- _ABOUT THIS EXERCISE_:
Below you will find a set of lines. Repeat them all exactly.

- _RECORDS FOR THIS TASK_:
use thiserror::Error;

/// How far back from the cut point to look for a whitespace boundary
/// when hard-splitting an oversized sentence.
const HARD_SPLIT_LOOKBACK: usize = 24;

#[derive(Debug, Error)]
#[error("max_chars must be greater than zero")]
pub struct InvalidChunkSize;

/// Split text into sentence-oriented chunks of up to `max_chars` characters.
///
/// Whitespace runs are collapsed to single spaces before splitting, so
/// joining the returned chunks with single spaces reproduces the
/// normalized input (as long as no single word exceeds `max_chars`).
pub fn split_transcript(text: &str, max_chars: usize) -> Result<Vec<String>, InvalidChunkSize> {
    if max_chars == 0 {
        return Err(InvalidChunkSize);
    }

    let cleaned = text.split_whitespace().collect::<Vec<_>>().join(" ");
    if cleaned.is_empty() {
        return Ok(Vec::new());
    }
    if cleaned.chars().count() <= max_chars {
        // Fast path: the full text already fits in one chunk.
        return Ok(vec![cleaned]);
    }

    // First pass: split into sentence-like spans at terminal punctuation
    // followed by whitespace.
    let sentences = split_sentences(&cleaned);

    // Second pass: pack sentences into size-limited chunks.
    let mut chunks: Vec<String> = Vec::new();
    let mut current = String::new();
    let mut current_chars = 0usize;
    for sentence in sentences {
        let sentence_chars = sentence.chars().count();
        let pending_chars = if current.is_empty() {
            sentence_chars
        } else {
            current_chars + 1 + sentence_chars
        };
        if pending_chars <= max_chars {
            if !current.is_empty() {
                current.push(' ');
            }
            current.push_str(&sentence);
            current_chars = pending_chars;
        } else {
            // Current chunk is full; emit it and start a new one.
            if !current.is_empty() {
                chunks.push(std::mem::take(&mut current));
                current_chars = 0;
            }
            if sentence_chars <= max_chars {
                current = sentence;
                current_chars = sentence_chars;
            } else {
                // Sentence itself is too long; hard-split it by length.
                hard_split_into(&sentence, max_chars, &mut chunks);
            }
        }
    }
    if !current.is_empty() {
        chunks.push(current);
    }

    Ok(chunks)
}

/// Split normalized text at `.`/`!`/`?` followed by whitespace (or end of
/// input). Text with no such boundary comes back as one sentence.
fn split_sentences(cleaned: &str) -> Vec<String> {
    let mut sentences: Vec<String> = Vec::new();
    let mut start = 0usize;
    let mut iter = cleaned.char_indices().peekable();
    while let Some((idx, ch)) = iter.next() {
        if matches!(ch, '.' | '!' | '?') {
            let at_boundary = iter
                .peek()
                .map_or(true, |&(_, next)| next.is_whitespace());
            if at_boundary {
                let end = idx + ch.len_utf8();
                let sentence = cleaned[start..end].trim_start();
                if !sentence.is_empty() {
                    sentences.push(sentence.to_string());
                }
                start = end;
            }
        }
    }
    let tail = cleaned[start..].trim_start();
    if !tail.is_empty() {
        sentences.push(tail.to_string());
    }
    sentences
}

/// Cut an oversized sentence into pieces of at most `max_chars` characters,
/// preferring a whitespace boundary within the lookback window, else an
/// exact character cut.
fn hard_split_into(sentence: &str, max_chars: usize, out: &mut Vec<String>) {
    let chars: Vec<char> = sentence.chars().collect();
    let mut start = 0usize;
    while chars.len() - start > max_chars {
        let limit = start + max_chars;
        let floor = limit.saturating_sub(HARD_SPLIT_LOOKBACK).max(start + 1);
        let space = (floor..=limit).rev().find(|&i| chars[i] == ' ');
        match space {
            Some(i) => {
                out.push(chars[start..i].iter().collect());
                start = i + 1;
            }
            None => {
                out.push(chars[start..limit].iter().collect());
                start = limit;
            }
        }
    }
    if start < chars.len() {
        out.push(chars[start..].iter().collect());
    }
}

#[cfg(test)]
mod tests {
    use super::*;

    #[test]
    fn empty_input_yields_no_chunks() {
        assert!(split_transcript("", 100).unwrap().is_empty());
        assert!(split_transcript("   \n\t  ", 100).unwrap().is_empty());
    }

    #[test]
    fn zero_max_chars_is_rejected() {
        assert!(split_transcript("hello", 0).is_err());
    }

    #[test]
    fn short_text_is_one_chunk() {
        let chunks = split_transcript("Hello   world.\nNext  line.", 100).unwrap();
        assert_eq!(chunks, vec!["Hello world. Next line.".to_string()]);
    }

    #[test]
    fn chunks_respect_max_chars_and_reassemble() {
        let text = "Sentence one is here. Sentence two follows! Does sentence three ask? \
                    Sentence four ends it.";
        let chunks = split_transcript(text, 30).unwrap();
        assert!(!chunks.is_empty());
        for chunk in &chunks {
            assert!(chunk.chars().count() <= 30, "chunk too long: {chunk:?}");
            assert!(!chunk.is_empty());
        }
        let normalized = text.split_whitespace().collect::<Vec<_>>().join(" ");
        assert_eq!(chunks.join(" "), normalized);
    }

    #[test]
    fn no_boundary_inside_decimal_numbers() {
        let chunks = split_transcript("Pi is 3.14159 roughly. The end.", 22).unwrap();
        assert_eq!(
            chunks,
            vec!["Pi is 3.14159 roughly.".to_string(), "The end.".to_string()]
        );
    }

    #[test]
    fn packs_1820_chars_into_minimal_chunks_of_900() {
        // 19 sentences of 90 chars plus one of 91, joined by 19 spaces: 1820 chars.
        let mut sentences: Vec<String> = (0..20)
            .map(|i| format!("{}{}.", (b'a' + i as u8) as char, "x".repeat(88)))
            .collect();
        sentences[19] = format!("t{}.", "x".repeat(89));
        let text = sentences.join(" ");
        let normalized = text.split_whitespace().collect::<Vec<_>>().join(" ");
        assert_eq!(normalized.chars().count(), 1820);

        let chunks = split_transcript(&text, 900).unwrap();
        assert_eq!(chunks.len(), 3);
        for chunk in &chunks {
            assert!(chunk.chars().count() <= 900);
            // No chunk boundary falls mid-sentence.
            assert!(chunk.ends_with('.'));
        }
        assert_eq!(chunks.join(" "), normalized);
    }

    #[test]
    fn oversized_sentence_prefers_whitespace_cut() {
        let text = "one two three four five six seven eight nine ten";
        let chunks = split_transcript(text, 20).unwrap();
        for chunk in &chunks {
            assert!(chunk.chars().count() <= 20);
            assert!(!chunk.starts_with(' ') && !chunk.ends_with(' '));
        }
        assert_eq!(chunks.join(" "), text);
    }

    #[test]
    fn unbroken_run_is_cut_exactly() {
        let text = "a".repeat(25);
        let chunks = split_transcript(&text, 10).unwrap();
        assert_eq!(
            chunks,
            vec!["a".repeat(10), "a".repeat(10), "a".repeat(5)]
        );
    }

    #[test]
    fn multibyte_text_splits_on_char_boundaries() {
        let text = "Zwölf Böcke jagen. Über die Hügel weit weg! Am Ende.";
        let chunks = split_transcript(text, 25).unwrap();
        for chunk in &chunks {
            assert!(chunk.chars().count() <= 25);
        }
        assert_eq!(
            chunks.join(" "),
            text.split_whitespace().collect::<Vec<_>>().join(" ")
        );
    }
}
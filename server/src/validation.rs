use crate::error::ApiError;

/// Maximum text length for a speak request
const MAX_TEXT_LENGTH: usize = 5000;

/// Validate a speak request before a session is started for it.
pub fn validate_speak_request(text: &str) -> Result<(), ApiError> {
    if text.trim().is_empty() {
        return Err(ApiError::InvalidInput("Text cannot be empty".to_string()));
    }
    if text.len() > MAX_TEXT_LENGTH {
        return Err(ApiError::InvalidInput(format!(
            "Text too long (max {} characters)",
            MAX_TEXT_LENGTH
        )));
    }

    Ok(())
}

- _YOUR RESPONSE_:
use thiserror::Error;

/// How far back from the cut point to look for a whitespace boundary
/// when hard-splitting an oversized sentence.
const HARD_SPLIT_LOOKBACK: usize = 24;

#[derive(Debug, Error)]
#[error("max_chars must be greater than zero")]
pub struct InvalidChunkSize;

/// Split text into sentence-oriented chunks of up to `max_chars` characters.
///
/// Whitespace runs are collapsed to single spaces before splitting, so
/// joining the returned chunks with single spaces reproduces the
/// normalized input (as long as no single word exceeds `max_chars`).
pub fn split_transcript(text: &str, max_chars: usize) -> Result<Vec<String>, InvalidChunkSize> {
    if max_chars == 0 {
        return Err(InvalidChunkSize);
    }

    let cleaned = text.split_whitespace().collect::<Vec<_>>().join(" ");
    if cleaned.is_empty() {
        return Ok(Vec::new());
    }
    if cleaned.chars().count() <= max_chars {
        // Fast path: the full text already fits in one chunk.
        return Ok(vec![cleaned]);
    }

    // First pass: split into sentence-like spans at terminal punctuation
    // followed by whitespace.
    let sentences = split_sentences(&cleaned);

    // Second pass: pack sentences into size-limited chunks.
    let mut chunks: Vec<String> = Vec::new();
    let mut current = String::new();
    let mut current_chars = 0usize;
    for sentence in sentences {
        let sentence_chars = sentence.chars().count();
        let pending_chars = if current.is_empty() {
            sentence_chars
        } else {
            current_chars + 1 + sentence_chars
        };
        if pending_chars <= max_chars {
            if !current.is_empty() {
                current.push(' ');
            }
            current.push_str(&sentence);
            current_chars = pending_chars;
        } else {
            // Current chunk is full; emit it and start a new one.
            if !current.is_empty() {
                chunks.push(std::mem::take(&mut current));
                current_chars = 0;
            }
            if sentence_chars <= max_chars {
                current = sentence;
                current_chars = sentence_chars;
            } else {
                // Sentence itself is too long; hard-split it by length.
                hard_split_into(&sentence, max_chars, &mut chunks);
            }
        }
    }
    if !current.is_empty() {
        chunks.push(current);
    }

    Ok(chunks)
}

/// Split normalized text at `.`/`!`/`?` followed by whitespace (or end of
/// input). Text with no such boundary comes back as one sentence.
fn split_sentences(cleaned: &str) -> Vec<String> {
    let mut sentences: Vec<String> = Vec::new();
    let mut start = 0usize;
    let mut iter = cleaned.char_indices().peekable();
    while let Some((idx, ch)) = iter.next() {
        if matches!(ch, '.' | '!' | '?') {
            let at_boundary = iter
                .peek()
                .map_or(true, |&(_, next)| next.is_whitespace());
            if at_boundary {
                let end = idx + ch.len_utf8();
                let sentence = cleaned[start..end].trim_start();
                if !sentence.is_empty() {
                    sentences.push(sentence.to_string());
                }
                start = end;
            }
        }
    }
    let tail = cleaned[start..].trim_start();
    if !tail.is_empty() {
        sentences.push(tail.to_string());
    }
    sentences
}

/// Cut an oversized sentence into pieces of at most `max_chars` characters,
/// preferring a whitespace boundary within the lookback window, else an
/// exact character cut.
fn hard_split_into(sentence: &str, max_chars: usize, out: &mut Vec<String>) {
    let chars: Vec<char> = sentence.chars().collect();
    let mut start = 0usize;
    while chars.len() - start > max_chars {
        let limit = start + max_chars;
        let floor = limit.saturating_sub(HARD_SPLIT_LOOKBACK).max(start + 1);
        let space = (floor..=limit).rev().find(|&i| chars[i] == ' ');
        match space {
            Some(i) => {
                out.push(chars[start..i].iter().collect());
                start = i + 1;
            }
            None => {
                out.push(chars[start..limit].iter().collect());
                start = limit;
            }
        }
    }
    if start < chars.len() {
        out.push(chars[start..].iter().collect());
    }
}

#[cfg(test)]
mod tests {
    use super::*;

    #[test]
    fn empty_input_yields_no_chunks() {
        assert!(split_transcript("", 100).unwrap().is_empty());
        assert!(split_transcript("   \n\t  ", 100).unwrap().is_empty());
    }

    #[test]
    fn zero_max_chars_is_rejected() {
        assert!(split_transcript("hello", 0).is_err());
    }

    #[test]
    fn short_text_is_one_chunk() {
        let chunks = split_transcript("Hello   world.\nNext  line.", 100).unwrap();
        assert_eq!(chunks, vec!["Hello world. Next line.".to_string()]);
    }

    #[test]
    fn chunks_respect_max_chars_and_reassemble() {
        let text = "Sentence one is here. Sentence two follows! Does sentence three ask? \
                    Sentence four ends it.";
        let chunks = split_transcript(text, 30).unwrap();
        assert!(!chunks.is_empty());
        for chunk in &chunks {
            assert!(chunk.chars().count() <= 30, "chunk too long: {chunk:?}");
            assert!(!chunk.is_empty());
        }
        let normalized = text.split_whitespace().collect::<Vec<_>>().join(" ");
        assert_eq!(chunks.join(" "), normalized);
    }

    #[test]
    fn no_boundary_inside_decimal_numbers() {
        let chunks = split_transcript("Pi is 3.14159 roughly. The end.", 22).unwrap();
        assert_eq!(
            chunks,
            vec!["Pi is 3.14159 roughly.".to_string(), "The end.".to_string()]
        );
    }

    #[test]
    fn packs_1820_chars_into_minimal_chunks_of_900() {
        // 19 sentences of 90 chars plus one of 91, joined by 19 spaces: 1820 chars.
        let mut sentences: Vec<String> = (0..20)
            .map(|i| format!("{}{}.", (b'a' + i as u8) as char, "x".repeat(88)))
            .collect();
        sentences[19] = format!("t{}.", "x".repeat(89));
        let text = sentences.join(" ");
        let normalized = text.split_whitespace().collect::<Vec<_>>().join(" ");
        assert_eq!(normalized.chars().count(), 1820);

        let chunks = split_transcript(&text, 900).unwrap();
        assert_eq!(chunks.len(), 3);
        for chunk in &chunks {
            assert!(chunk.chars().count() <= 900);
            // No chunk boundary falls mid-sentence.
            assert!(chunk.ends_with('.'));
        }
        assert_eq!(chunks.join(" "), normalized);
    }

    #[test]
    fn oversized_sentence_prefers_whitespace_cut() {
        let text = "one two three four five six seven eight nine ten";
        let chunks = split_transcript(text, 20).unwrap();
        for chunk in &chunks {
            assert!(chunk.chars().count() <= 20);
            assert!(!chunk.starts_with(' ') && !chunk.ends_with(' '));
        }
        assert_eq!(chunks.join(" "), text);
    }

    #[test]
    fn unbroken_run_is_cut_exactly() {
        let text = "a".repeat(25);
        let chunks = split_transcript(&text, 10).unwrap();
        assert_eq!(
            chunks,
            vec!["a".repeat(10), "a".repeat(10), "a".repeat(5)]
        );
    }

    #[test]
    fn multibyte_text_splits_on_char_boundaries() {
        let text = "Zwölf Böcke jagen. Über die Hügel weit weg! Am Ende.";
        let chunks = split_transcript(text, 25).unwrap();
        for chunk in &chunks {
            assert!(chunk.chars().count() <= 25);
        }
        assert_eq!(
            chunks.join(" "),
            text.split_whitespace().collect::<Vec<_>>().join(" ")
        );
    }
}
filename server/src/validation.rs
use crate::error::ApiError;

/// Maximum text length for a speak request
const MAX_TEXT_LENGTH: usize = 5000;

/// Validate a speak request before a session is started for it.
pub fn validate_speak_request(text: &str) -> Result<(), ApiError> {
    if text.trim().is_empty() {
        return Err(ApiError::InvalidInput("Text cannot be empty".to_string()));
    }
    if text.len() > MAX_TEXT_LENGTH {
        return Err(ApiError::InvalidInput(format!(
            "Text too long (max {} characters)",
            MAX_TEXT_LENGTH
        )));
    }

    Ok(())
}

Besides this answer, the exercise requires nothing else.